==== GIVEN DATA
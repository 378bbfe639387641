use eframe::egui;

use crate::egui_app::navigation::Screen;
use crate::egui_app::state::AppState;
use crate::egui_app::theme::{colors, styles};

pub fn render(ui: &mut egui::Ui, state: &mut AppState) {
    let mut target = None;

    ui.vertical_centered(|ui| {
        ui.add_space(24.0);
        ui.colored_label(colors::TEXT_LIGHT, egui::RichText::new("🧭 Rutafy").size(40.0).strong());
        ui.add_space(6.0);
        ui.colored_label(
            colors::TEXT_SECONDARY,
            egui::RichText::new("Touristic routes built around your time and interests").size(16.0),
        );
        if let Some(email) = state.user_email() {
            ui.colored_label(colors::ACCENT, egui::RichText::new(email).size(16.0));
        }
        ui.add_space(24.0);
    });

    for screen in Screen::MENU.into_iter().filter(|s| *s != Screen::Home) {
        styles::card_frame().show(ui, |ui| {
            ui.set_width(ui.available_width());
            ui.horizontal(|ui| {
                ui.vertical(|ui| {
                    ui.label(egui::RichText::new(screen.label()).size(18.0).strong());
                    ui.colored_label(colors::TEXT_SECONDARY, screen.description());
                    if screen.requires_login() && !state.is_logged_in() {
                        ui.colored_label(colors::TEXT_SECONDARY, egui::RichText::new("Requires login").italics());
                    }
                });
                ui.with_layout(egui::Layout::right_to_left(egui::Align::Center), |ui| {
                    let open = egui::Button::new("Open")
                        .min_size(egui::vec2(90.0, 30.0))
                        .fill(colors::ACCENT);
                    if ui.add(open).clicked() {
                        target = Some(screen);
                    }
                });
            });
        });
        ui.add_space(8.0);
    }

    if let Some(screen) = target {
        state.navigate(screen);
    }
}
========
WHAT YOU ARE ASKED TO DO: Search the data and copy each line containing "crate".

WRITTEN SOLUTION:
use crate::egui_app::navigation::Screen;
use crate::egui_app::state::AppState;
use crate::egui_app::theme::{colors, styles};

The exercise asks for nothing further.